#### DATA EXCERPTS ####
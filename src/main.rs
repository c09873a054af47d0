use std::fs;
use std::path::PathBuf;
use std::sync::Arc;

use clap::{Parser, Subcommand};
use tracing::info;
use tracing_subscriber::EnvFilter;

use filecab::config::ServerConfig;
use filecab::server::{AppState, create_router};
use filecab::store::{SqliteStore, Store};

#[derive(Parser)]
#[command(name = "filecab")]
#[command(about = "A file cabinet tracking server", long_about = None)]
struct Cli {
    #[command(subcommand)]
    command: Commands,
}

#[derive(Subcommand)]
enum Commands {
    /// Create the data directory and database schema
    Init {
        /// Data directory for the database
        #[arg(long, default_value = "./data")]
        data_dir: PathBuf,
    },

    /// Start the server
    Serve {
        /// TOML config file; flags below override its values
        #[arg(long, short)]
        config: Option<PathBuf>,

        /// Host to bind to
        #[arg(long)]
        host: Option<String>,

        /// Port to bind to
        #[arg(long, short)]
        port: Option<u16>,

        /// Data directory for the database
        #[arg(long)]
        data_dir: Option<PathBuf>,

        /// Identity recorded for requests without an X-Forwarded-User header
        #[arg(long)]
        default_user: Option<String>,
    },
}

fn open_store(data_dir: &std::path::Path, db_path: PathBuf) -> anyhow::Result<SqliteStore> {
    fs::create_dir_all(data_dir)?;
    let store = SqliteStore::new(db_path)?;
    store.initialize()?;
    Ok(store)
}

fn run_init(data_dir: PathBuf) -> anyhow::Result<()> {
    let config = ServerConfig {
        data_dir,
        ..ServerConfig::default()
    };
    let db_path = config.db_path();
    open_store(&config.data_dir, db_path.clone())?;

    println!("Initialized database at {}", db_path.display());
    Ok(())
}

async fn run_serve(config: ServerConfig) -> anyhow::Result<()> {
    let store = open_store(&config.data_dir, config.db_path())?;
    info!("Using database {}", config.db_path().display());

    let state = Arc::new(AppState::new(Arc::new(store), config.default_user.clone()));

    let app = create_router(state);
    let addr = config.socket_addr()?;

    info!("Starting server on {}", addr);

    let listener = tokio::net::TcpListener::bind(addr).await?;
    axum::serve(listener, app).await?;
    Ok(())
}

#[tokio::main]
async fn main() -> anyhow::Result<()> {
    tracing_subscriber::fmt()
        .with_env_filter(EnvFilter::from_default_env().add_directive("filecab=info".parse()?))
        .init();

    let cli = Cli::parse();

    match cli.command {
        Commands::Init { data_dir } => run_init(data_dir)?,
        Commands::Serve {
            config,
            host,
            port,
            data_dir,
            default_user,
        } => {
            let mut config = match config {
                Some(path) => ServerConfig::from_file(path)?,
                None => ServerConfig::default(),
            };
            if let Some(host) = host {
                config.host = host;
            }
            if let Some(port) = port {
                config.port = port;
            }
            if let Some(data_dir) = data_dir {
                config.data_dir = data_dir;
            }
            if let Some(default_user) = default_user {
                config.default_user = default_user;
            }

            run_serve(config).await?;
        }
    }

    Ok(())
}
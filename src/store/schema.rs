pub const SCHEMA: &str = r#"
-- Cabinets are never hard-deleted; status = 'archived' hides them from listings
CREATE TABLE IF NOT EXISTS cabinets (
    id INTEGER PRIMARY KEY AUTOINCREMENT,
    name TEXT NOT NULL,
    description TEXT,
    position INTEGER,
    status TEXT DEFAULT 'active',
    added_by TEXT NOT NULL,
    created_at TEXT NOT NULL,
    updated_at TEXT
);

-- Files belong to exactly one cabinet. The display locator C<cabinet_id>.<sequence>
-- is derived on read; only the sequence is stored.
CREATE TABLE IF NOT EXISTS files (
    id INTEGER PRIMARY KEY AUTOINCREMENT,
    cabinet_id INTEGER NOT NULL REFERENCES cabinets(id),
    sequence INTEGER NOT NULL CHECK (sequence > 0),
    filename TEXT NOT NULL,
    description TEXT,
    category TEXT DEFAULT 'Documents',
    status TEXT DEFAULT 'available',
    added_by TEXT NOT NULL,
    created_at TEXT NOT NULL,
    updated_at TEXT,
    deleted_at TEXT,            -- NULL = live

    UNIQUE(cabinet_id, sequence)
);

-- Borrow/use log. Populated outside this service; read-only here.
CREATE TABLE IF NOT EXISTS file_uses (
    id INTEGER PRIMARY KEY AUTOINCREMENT,
    file_id INTEGER NOT NULL REFERENCES files(id),
    cabinet_id INTEGER NOT NULL REFERENCES cabinets(id),
    borrower TEXT,
    purpose TEXT,
    notes TEXT,
    borrowed_at TEXT,
    returned_at TEXT,
    added_by TEXT,
    created_at TEXT NOT NULL,
    deleted_at TEXT
);

CREATE INDEX IF NOT EXISTS idx_cabinets_status ON cabinets(status);
CREATE INDEX IF NOT EXISTS idx_files_cabinet ON files(cabinet_id, deleted_at);
CREATE INDEX IF NOT EXISTS idx_files_created ON files(created_at);
CREATE INDEX IF NOT EXISTS idx_file_uses_cabinet ON file_uses(cabinet_id);
"#;
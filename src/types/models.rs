use chrono::{DateTime, Utc};
use serde::{Deserialize, Serialize};

use super::{CabinetStatus, Category, FileStatus};

/// Formats the human-readable locator of a file, e.g. `C3.12`.
#[must_use]
pub fn cabinet_number(cabinet_id: i64, sequence: i64) -> String {
    format!("C{cabinet_id}.{sequence}")
}

#[derive(Debug, Clone, Serialize, Deserialize)]
pub struct Cabinet {
    pub id: i64,
    pub name: String,
    pub description: Option<String>,
    pub position: Option<i64>,
    pub status: CabinetStatus,
    pub added_by: String,
    pub created_at: DateTime<Utc>,
    pub updated_at: Option<DateTime<Utc>>,
    /// Live (not soft-deleted) files in this cabinet, counted at read time.
    pub file_count: i64,
}

#[derive(Debug, Clone)]
pub struct NewCabinet {
    pub name: String,
    pub description: Option<String>,
    pub position: Option<i64>,
    pub status: CabinetStatus,
    pub added_by: String,
}

/// Partial cabinet update. `None` leaves a column untouched;
/// `description: Some(None)` clears it.
#[derive(Debug, Clone, Default)]
pub struct CabinetChanges {
    pub name: Option<String>,
    pub description: Option<Option<String>>,
    pub position: Option<i64>,
    pub status: Option<CabinetStatus>,
}

impl CabinetChanges {
    #[must_use]
    pub fn is_empty(&self) -> bool {
        self.name.is_none()
            && self.description.is_none()
            && self.position.is_none()
            && self.status.is_none()
    }
}

#[derive(Debug, Clone, Serialize, Deserialize)]
pub struct File {
    pub id: i64,
    pub cabinet_id: i64,
    #[serde(skip)]
    pub sequence: i64,
    pub cabinet_number: String,
    pub filename: String,
    pub description: Option<String>,
    pub category: Category,
    pub status: FileStatus,
    pub added_by: String,
    pub created_at: DateTime<Utc>,
    pub updated_at: Option<DateTime<Utc>>,
    #[serde(skip_serializing_if = "Option::is_none")]
    pub deleted_at: Option<DateTime<Utc>>,
}

#[derive(Debug, Clone, Serialize, Deserialize)]
pub struct FileWithCabinet {
    #[serde(flatten)]
    pub file: File,
    pub cabinet_name: Option<String>,
}

#[derive(Debug, Clone)]
pub struct NewFile {
    pub cabinet_id: i64,
    pub filename: String,
    pub description: Option<String>,
    pub category: Category,
    pub status: FileStatus,
    pub added_by: String,
}

#[derive(Debug, Clone, Default)]
pub struct FileChanges {
    pub filename: Option<String>,
    pub description: Option<Option<String>>,
    pub category: Option<Category>,
    pub status: Option<FileStatus>,
}

impl FileChanges {
    #[must_use]
    pub fn is_empty(&self) -> bool {
        self.filename.is_none()
            && self.description.is_none()
            && self.category.is_none()
            && self.status.is_none()
    }
}

#[derive(Debug, Clone, Default)]
pub struct FileFilter {
    /// Case-insensitive substring matched against the cabinet number or filename.
    pub search: Option<String>,
    pub status: Option<FileStatus>,
}

/// A borrow/use record joined with the file and cabinet it refers to.
#[derive(Debug, Clone, Serialize, Deserialize)]
pub struct FileUse {
    pub id: i64,
    pub file_id: i64,
    pub cabinet_id: i64,
    pub borrower: Option<String>,
    pub purpose: Option<String>,
    pub notes: Option<String>,
    pub borrowed_at: Option<DateTime<Utc>>,
    pub returned_at: Option<DateTime<Utc>>,
    pub added_by: Option<String>,
    pub created_at: DateTime<Utc>,
    pub filename: Option<String>,
    pub cabinet_number: Option<String>,
    pub cabinet_name: Option<String>,
}

#[derive(Debug, Clone, Default, PartialEq, Eq, Serialize, Deserialize)]
pub struct StatusCounts {
    pub available: i64,
    pub borrowed: i64,
    pub archived: i64,
}

impl StatusCounts {
    pub fn add(&mut self, status: FileStatus, count: i64) {
        match status {
            FileStatus::Available => self.available += count,
            FileStatus::Borrowed => self.borrowed += count,
            FileStatus::Archived => self.archived += count,
        }
    }
}

#[derive(Debug, Clone, Default, PartialEq, Eq, Serialize, Deserialize)]
pub struct CategoryCounts {
    #[serde(rename = "Documents")]
    pub documents: i64,
    #[serde(rename = "Sports")]
    pub sports: i64,
    #[serde(rename = "Objects")]
    pub objects: i64,
}

impl CategoryCounts {
    pub fn add(&mut self, category: Category, count: i64) {
        match category {
            Category::Documents => self.documents += count,
            Category::Sports => self.sports += count,
            Category::Objects => self.objects += count,
        }
    }
}

#[derive(Debug, Clone, Serialize, Deserialize)]
pub struct DashboardStats {
    pub total_files: i64,
    pub total_cabinets: i64,
    pub pending_cabinets: i64,
    pub files_by_status: StatusCounts,
    pub files_by_category: CategoryCounts,
    /// Files that are soft-deleted or shelved. Overlaps `files_by_status.archived`.
    pub archived_files: i64,
    pub recent_files: Vec<File>,
}
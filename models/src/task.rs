use std::fmt::{Display, Formatter, Result as FormatResult};

/// State of one asynchronous lifecycle command.
#[derive(Debug, Clone, Copy, PartialEq, Eq, Hash)]
pub enum TaskState {
    Running,
    Completed,
    Failed,
}

impl TaskState {
    pub fn is_terminal(&self) -> bool {
        !matches!(self, TaskState::Running)
    }
}

impl Display for TaskState {
    fn fmt(&self, f: &mut Formatter<'_>) -> FormatResult {
        f.write_str(match self {
            TaskState::Running => "RUNNING",
            TaskState::Completed => "COMPLETED",
            TaskState::Failed => "FAILED",
        })
    }
}

/// Typed reason attached to every lifecycle notification.
#[derive(Debug, Clone, Copy, PartialEq, Eq, Hash)]
pub enum TaskEvent {
    /// A precondition did not hold (monitoring unavailable, remote instance, port held).
    IllegalState,
    /// The remote admin command or the awaited transition failed.
    CmdFailed,
    CmdRunning,
    CmdCompleted,
    /// The admin command answered but rejected the credentials.
    AuthFailed,
    /// The admin listener rejected the credentials at the HTTP level.
    AuthFailedHttp,
    /// No local process is tracked for the instance.
    ProcessNotExists,
    /// The tracked local process has already exited.
    ProcessNotRunning,
    /// Unexpected local failure; the message is passed through.
    Exception,
}

impl TaskEvent {
    pub fn is_auth_failure(&self) -> bool {
        matches!(self, TaskEvent::AuthFailed | TaskEvent::AuthFailedHttp)
    }
}

impl Display for TaskEvent {
    fn fmt(&self, f: &mut Formatter<'_>) -> FormatResult {
        f.write_str(match self {
            TaskEvent::IllegalState => "ILLEGAL_STATE",
            TaskEvent::CmdFailed => "CMD_FAILED",
            TaskEvent::CmdRunning => "CMD_RUNNING",
            TaskEvent::CmdCompleted => "CMD_COMPLETED",
            TaskEvent::AuthFailed => "AUTH_FAILED",
            TaskEvent::AuthFailedHttp => "AUTH_FAILED_HTTP",
            TaskEvent::ProcessNotExists => "PROCESS_NOT_EXISTS",
            TaskEvent::ProcessNotRunning => "PROCESS_NOT_RUNNING",
            TaskEvent::Exception => "EXCEPTION",
        })
    }
}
####
● WORK INSTRUCTIONS
Examine the listing above and state the number of lines that contain the word "impl", with no further remarks.

● OUTPUT OF THE TASK
8